* **Exercise instructions**
In this exercise, the data must be written out exactly.

* **Exercise material**

- Opening Delimiter -

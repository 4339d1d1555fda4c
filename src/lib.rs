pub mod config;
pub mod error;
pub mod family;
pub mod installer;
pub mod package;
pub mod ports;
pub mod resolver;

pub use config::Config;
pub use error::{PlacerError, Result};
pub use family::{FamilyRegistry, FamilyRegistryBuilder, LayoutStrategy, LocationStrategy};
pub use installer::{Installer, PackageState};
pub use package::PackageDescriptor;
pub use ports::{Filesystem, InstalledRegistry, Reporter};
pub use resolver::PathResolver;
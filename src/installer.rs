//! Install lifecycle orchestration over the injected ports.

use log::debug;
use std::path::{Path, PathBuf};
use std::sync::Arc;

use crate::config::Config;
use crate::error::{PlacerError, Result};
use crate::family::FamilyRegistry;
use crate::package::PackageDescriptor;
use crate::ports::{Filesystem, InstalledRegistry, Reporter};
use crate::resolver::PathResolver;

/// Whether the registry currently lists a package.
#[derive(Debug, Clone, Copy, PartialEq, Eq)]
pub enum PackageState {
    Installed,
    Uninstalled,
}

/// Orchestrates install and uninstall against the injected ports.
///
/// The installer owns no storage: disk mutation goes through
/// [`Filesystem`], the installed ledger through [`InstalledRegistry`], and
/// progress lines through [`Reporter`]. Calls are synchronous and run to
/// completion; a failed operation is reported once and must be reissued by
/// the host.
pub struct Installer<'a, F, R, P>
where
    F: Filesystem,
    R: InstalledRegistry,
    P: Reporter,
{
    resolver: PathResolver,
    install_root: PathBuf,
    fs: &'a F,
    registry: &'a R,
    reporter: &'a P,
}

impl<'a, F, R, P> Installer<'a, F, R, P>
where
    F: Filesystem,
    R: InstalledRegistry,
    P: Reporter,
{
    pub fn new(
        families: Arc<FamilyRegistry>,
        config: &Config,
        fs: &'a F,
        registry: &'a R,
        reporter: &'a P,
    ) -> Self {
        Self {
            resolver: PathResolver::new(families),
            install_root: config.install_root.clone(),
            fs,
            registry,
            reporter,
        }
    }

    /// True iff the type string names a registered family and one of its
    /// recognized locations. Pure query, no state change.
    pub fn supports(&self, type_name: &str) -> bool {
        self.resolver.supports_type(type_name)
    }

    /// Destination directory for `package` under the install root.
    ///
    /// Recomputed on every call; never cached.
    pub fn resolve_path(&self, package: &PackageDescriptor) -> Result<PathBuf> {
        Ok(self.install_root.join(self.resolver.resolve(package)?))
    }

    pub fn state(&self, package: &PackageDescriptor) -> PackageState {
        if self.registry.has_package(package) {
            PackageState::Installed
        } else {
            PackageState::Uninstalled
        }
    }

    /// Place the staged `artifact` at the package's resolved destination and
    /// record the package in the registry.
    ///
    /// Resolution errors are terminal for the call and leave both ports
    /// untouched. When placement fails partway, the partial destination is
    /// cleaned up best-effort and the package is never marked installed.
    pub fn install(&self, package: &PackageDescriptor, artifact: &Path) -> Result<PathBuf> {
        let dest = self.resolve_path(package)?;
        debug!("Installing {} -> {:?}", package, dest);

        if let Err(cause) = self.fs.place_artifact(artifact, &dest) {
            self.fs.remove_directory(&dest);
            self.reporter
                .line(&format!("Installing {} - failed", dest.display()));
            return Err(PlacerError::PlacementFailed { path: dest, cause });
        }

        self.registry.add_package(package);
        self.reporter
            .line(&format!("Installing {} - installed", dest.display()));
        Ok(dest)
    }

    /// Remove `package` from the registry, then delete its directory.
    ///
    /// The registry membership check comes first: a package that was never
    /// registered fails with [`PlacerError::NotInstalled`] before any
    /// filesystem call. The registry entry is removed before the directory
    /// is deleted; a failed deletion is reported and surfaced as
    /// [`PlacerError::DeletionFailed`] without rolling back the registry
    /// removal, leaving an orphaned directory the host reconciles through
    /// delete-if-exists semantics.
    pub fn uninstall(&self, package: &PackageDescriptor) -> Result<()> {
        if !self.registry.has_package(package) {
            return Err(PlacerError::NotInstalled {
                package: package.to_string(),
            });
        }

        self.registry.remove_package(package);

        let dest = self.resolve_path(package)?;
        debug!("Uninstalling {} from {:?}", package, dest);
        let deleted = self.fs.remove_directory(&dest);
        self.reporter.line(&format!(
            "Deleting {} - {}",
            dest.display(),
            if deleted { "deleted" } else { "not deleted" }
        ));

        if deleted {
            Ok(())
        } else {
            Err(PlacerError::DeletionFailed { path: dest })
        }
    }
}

- Closing Delimiter -

* **Response to this exercise**
repository 4339d1d1555fda4c
filename src/lib.rs
pub mod config;
pub mod error;
pub mod family;
pub mod installer;
pub mod package;
pub mod ports;
pub mod resolver;

pub use config::Config;
pub use error::{PlacerError, Result};
pub use family::{FamilyRegistry, FamilyRegistryBuilder, LayoutStrategy, LocationStrategy};
pub use installer::{Installer, PackageState};
pub use package::PackageDescriptor;
pub use ports::{Filesystem, InstalledRegistry, Reporter};
pub use resolver::PathResolver;
filename src/installer.rs
//! Install lifecycle orchestration over the injected ports.

use log::debug;
use std::path::{Path, PathBuf};
use std::sync::Arc;

use crate::config::Config;
use crate::error::{PlacerError, Result};
use crate::family::FamilyRegistry;
use crate::package::PackageDescriptor;
use crate::ports::{Filesystem, InstalledRegistry, Reporter};
use crate::resolver::PathResolver;

/// Whether the registry currently lists a package.
#[derive(Debug, Clone, Copy, PartialEq, Eq)]
pub enum PackageState {
    Installed,
    Uninstalled,
}

/// Orchestrates install and uninstall against the injected ports.
///
/// The installer owns no storage: disk mutation goes through
/// [`Filesystem`], the installed ledger through [`InstalledRegistry`], and
/// progress lines through [`Reporter`]. Calls are synchronous and run to
/// completion; a failed operation is reported once and must be reissued by
/// the host.
pub struct Installer<'a, F, R, P>
where
    F: Filesystem,
    R: InstalledRegistry,
    P: Reporter,
{
    resolver: PathResolver,
    install_root: PathBuf,
    fs: &'a F,
    registry: &'a R,
    reporter: &'a P,
}

impl<'a, F, R, P> Installer<'a, F, R, P>
where
    F: Filesystem,
    R: InstalledRegistry,
    P: Reporter,
{
    pub fn new(
        families: Arc<FamilyRegistry>,
        config: &Config,
        fs: &'a F,
        registry: &'a R,
        reporter: &'a P,
    ) -> Self {
        Self {
            resolver: PathResolver::new(families),
            install_root: config.install_root.clone(),
            fs,
            registry,
            reporter,
        }
    }

    /// True iff the type string names a registered family and one of its
    /// recognized locations. Pure query, no state change.
    pub fn supports(&self, type_name: &str) -> bool {
        self.resolver.supports_type(type_name)
    }

    /// Destination directory for `package` under the install root.
    ///
    /// Recomputed on every call; never cached.
    pub fn resolve_path(&self, package: &PackageDescriptor) -> Result<PathBuf> {
        Ok(self.install_root.join(self.resolver.resolve(package)?))
    }

    pub fn state(&self, package: &PackageDescriptor) -> PackageState {
        if self.registry.has_package(package) {
            PackageState::Installed
        } else {
            PackageState::Uninstalled
        }
    }

    /// Place the staged `artifact` at the package's resolved destination and
    /// record the package in the registry.
    ///
    /// Resolution errors are terminal for the call and leave both ports
    /// untouched. When placement fails partway, the partial destination is
    /// cleaned up best-effort and the package is never marked installed.
    pub fn install(&self, package: &PackageDescriptor, artifact: &Path) -> Result<PathBuf> {
        let dest = self.resolve_path(package)?;
        debug!("Installing {} -> {:?}", package, dest);

        if let Err(cause) = self.fs.place_artifact(artifact, &dest) {
            self.fs.remove_directory(&dest);
            self.reporter
                .line(&format!("Installing {} - failed", dest.display()));
            return Err(PlacerError::PlacementFailed { path: dest, cause });
        }

        self.registry.add_package(package);
        self.reporter
            .line(&format!("Installing {} - installed", dest.display()));
        Ok(dest)
    }

    /// Remove `package` from the registry, then delete its directory.
    ///
    /// The registry membership check comes first: a package that was never
    /// registered fails with [`PlacerError::NotInstalled`] before any
    /// filesystem call. The registry entry is removed before the directory
    /// is deleted; a failed deletion is reported and surfaced as
    /// [`PlacerError::DeletionFailed`] without rolling back the registry
    /// removal, leaving an orphaned directory the host reconciles through
    /// delete-if-exists semantics.
    pub fn uninstall(&self, package: &PackageDescriptor) -> Result<()> {
        if !self.registry.has_package(package) {
            return Err(PlacerError::NotInstalled {
                package: package.to_string(),
            });
        }

        self.registry.remove_package(package);

        let dest = self.resolve_path(package)?;
        debug!("Uninstalling {} from {:?}", package, dest);
        let deleted = self.fs.remove_directory(&dest);
        self.reporter.line(&format!(
            "Deleting {} - {}",
            dest.display(),
            if deleted { "deleted" } else { "not deleted" }
        ));

        if deleted {
            Ok(())
        } else {
            Err(PlacerError::DeletionFailed { path: dest })
        }
    }
}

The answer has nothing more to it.